Things to Read on the Morning of February 4, 2015

Must- and Shall-Reads:

 

  1. James Pethokoukis: Did the Fed’s QE program boost the US economy?: “I would think understanding the past might provide some useful insights for policymakers. To that point, understanding the Great Recession and its aftermath is especially important. Take the role of the Federal Reserve during the Not-So-Great Recovery. Here is Senator Ted Cruz on his cosponsorship of the new Fed audit bill introduced by Rand Paul…”

  2. Noah Millman: Class Resentment, Class Treason and Political Consciousness: “[Reihan] Salam proceeds to lay out a detailed brief against the mass upper class in policy terms: from their support for unproductive tax breaks… mortgage interest deduction… restrictive zoning… cartel-preserving licensure requirements… a backwards immigration system that lets in nannies but keeps out doctors…. You can contextualize… [this] policy criticism Salam is making within a general libertarian critique… or… a general left-wing critique… (we need a class-based politics that doesn’t get hijacked by cultural politics)… both frameworks for talking about how to reduce the political influence of a favored class…. But Salam doesn’t make either argument. Instead, he’s says we need to guilt the upper middle class into being a more civically-responsible gentry…. There is no virtuous class out there. Contra William F. Buckley, a collection of random names from the Boston phone book would do a terrible job running the country…. Here in New York. Our Mayor, Bill de Blasio… is trying to yoke… [a] pro-development stance to an affordable housing plan… acting against precisely the entrenched class interests that Salam thinks are so problematic…. But his cultural politics line up perfectly with the kinds of liberals Salam knows dominate the mass upper class. Which matters more? That, it seems to me, is the question.”

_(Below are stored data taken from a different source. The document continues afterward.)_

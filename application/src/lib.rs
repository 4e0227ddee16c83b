//! Application layer for ecogroup
//!
//! This crate contains use cases, port definitions, and application configuration.
//! It depends only on the domain layer.

pub mod config;
pub mod ports;
pub mod use_cases;

// Re-export commonly used types
pub use config::{ClassificationParams, ValidationParams};
pub use ports::{
    checkpoint::{CheckpointError, CheckpointStore, InMemoryCheckpointStore},
    classifier::{Classifier, ClassifierError},
    composite_progress::CompositeProgress,
    conversation_logger::{ConversationEvent, ConversationLogger, NoConversationLogger},
    iteration_reader::{IterationFiles, IterationReader, ReaderError},
    iteration_runner::{IterationRunner, RunnerError},
    llm_gateway::{GatewayError, LlmGateway, LlmSession},
    progress::{ClassificationProgress, NoProgress, NoValidationProgress, ValidationProgress},
};
pub use use_cases::analyze_validation::{
    AnalyzeValidationError, AnalyzeValidationInput, AnalyzeValidationUseCase,
};
pub use use_cases::classify_species::{
    ClassificationSummary, ClassifySpeciesError, ClassifySpeciesInput, ClassifySpeciesOutput,
    ClassifySpeciesUseCase,
};
pub use use_cases::llm_classifier::LlmClassifier;
pub use use_cases::retrying_classifier::RetryingClassifier;
pub use use_cases::run_validation::{RunValidationError, RunValidationInput, RunValidationUseCase};
pub use use_cases::synthesize_template::{
    SynthesizeTemplateError, SynthesizeTemplateInput, SynthesizeTemplateUseCase,
    SynthesizedTemplate,
};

  3. Elizabeth Stoker Bruenig: The Economist Magazine Is Wrong About Welfare’s Impact on Family: “If you want to see the right-wing denuded of its usual bluster about family values and welfare, visit this [Will Wilkinson Economist post… [that] argues that the problem isn’t a paucity of empathy for poor people who rely on welfare, but perhaps an excess of it; furthermore, the piece goes on to suggest that poor people who rely on disability benefits should, in order to get off of welfare, pack up and move away from family and friends in search of jobs…. The quandary the author refers to is the problem of preferring to rely on disability income and to stay among family and friends rather than moving to an entirely new place alone in order to relinquish benefits. There are multiple problems with this view…. There most certainly is an empathy gap when it comes to well-off individuals’ view of the poor…. The articleinadvertently admits a reality about poverty and welfare that few on the right are willing to: that poverty, rather than welfare, breaks up families…. Disability payment… allows people with disabilities to remain in places where their families live rather than chasing after work in far-flung places… resist[s] the massive social dislocation brought on by free-market capitalism…. The demands of capital and the obligations of family are often at cross-purposes…. [Will Wilkinson of] the Economist makes a good conservative case for a more expansive welfare regime: one that would really shore up family life.”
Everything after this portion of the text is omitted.